**What to do:** Pull each line with the string "bail" from the entries.

Entries taken from a collection:
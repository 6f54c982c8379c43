use anyhow::{anyhow, bail, Context, Result};
use std::path::PathBuf;
use synthalert_alerting::config::{load_from_file, AlertingConfig, RulerConfig};
use synthalert_alerting::coordinator::RuleSetCoordinator;
use synthalert_alerting::storage::RulerClient;

pub fn default_config_path() -> PathBuf {
    if let Some(dir) = dirs::config_dir() {
        return dir.join("synthalert").join("config.yml");
    }
    PathBuf::from("/etc/synthalert/config.yml")
}

pub fn load_config(config_path: Option<&str>) -> Result<AlertingConfig> {
    let path = config_path
        .map(PathBuf::from)
        .unwrap_or_else(default_config_path);

    load_from_file(&path).with_context(|| format!("loading config from {}", path.display()))
}

/// `--ruler` wins over the config file; the file is still read for the
/// namespace, group and timeout when it exists.
pub fn resolve_ruler(ruler_flag: Option<&str>, config_path: Option<&str>) -> Result<RulerConfig> {
    if let Some(url) = ruler_flag {
        let mut ruler = match load_config(config_path) {
            Ok(cfg) => cfg.ruler.unwrap_or_else(|| RulerConfig::new(url)),
            Err(e) if config_path.is_some() => return Err(e),
            Err(_) => RulerConfig::new(url),
        };
        ruler.url = url.to_string();
        return Ok(ruler);
    }

    let cfg = load_config(config_path)?;
    cfg.ruler
        .ok_or_else(|| anyhow!("alerting is not configured: no ruler section in config"))
}

pub fn connect(
    ruler_flag: Option<&str>,
    config_path: Option<&str>,
) -> Result<(RuleSetCoordinator, RulerClient)> {
    let config = AlertingConfig {
        ruler: Some(resolve_ruler(ruler_flag, config_path)?),
    };
    synthalert_alerting::connect(&config)
        .ok_or_else(|| anyhow!("alerting is not configured: no ruler section in config"))
}

/// Position of the loaded rule called `name`. Names may repeat; `nth` (from 1)
/// picks among the rules sharing it and is required when there is more than one.
pub fn rule_index(coordinator: &RuleSetCoordinator, name: &str, nth: Option<usize>) -> Result<usize> {
    let matches: Vec<usize> = coordinator
        .rules()
        .iter()
        .enumerate()
        .filter(|(_, r)| r.name == name)
        .map(|(idx, _)| idx)
        .collect();

    match (matches.as_slice(), nth) {
        ([], _) => bail!("no alert rule named '{name}'"),
        ([only], None) => Ok(*only),
        (all, None) => bail!("{} alert rules are named '{name}'; pick one with --nth", all.len()),
        (all, Some(n)) => n
            .checked_sub(1)
            .and_then(|i| all.get(i).copied())
            .ok_or_else(|| anyhow!("--nth {n} is out of range: {} rules are named '{name}'", all.len())),
    }
}

/// Splits a `name=value` argument.
pub fn parse_pair(raw: &str) -> Result<(String, String)> {
    let Some((name, value)) = raw.split_once('=') else {
        bail!("expected NAME=VALUE, got '{raw}'");
    };
    let name = name.trim();
    if name.is_empty() {
        bail!("empty name in '{raw}'");
    }
    Ok((name.to_string(), value.to_string()))
}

**Result of the exercise:**
use anyhow::{anyhow, bail, Context, Result};
        ([], _) => bail!("no alert rule named '{name}'"),
        (all, None) => bail!("{} alert rules are named '{name}'; pick one with --nth", all.len()),
        bail!("expected NAME=VALUE, got '{raw}'");
        bail!("empty name in '{raw}'");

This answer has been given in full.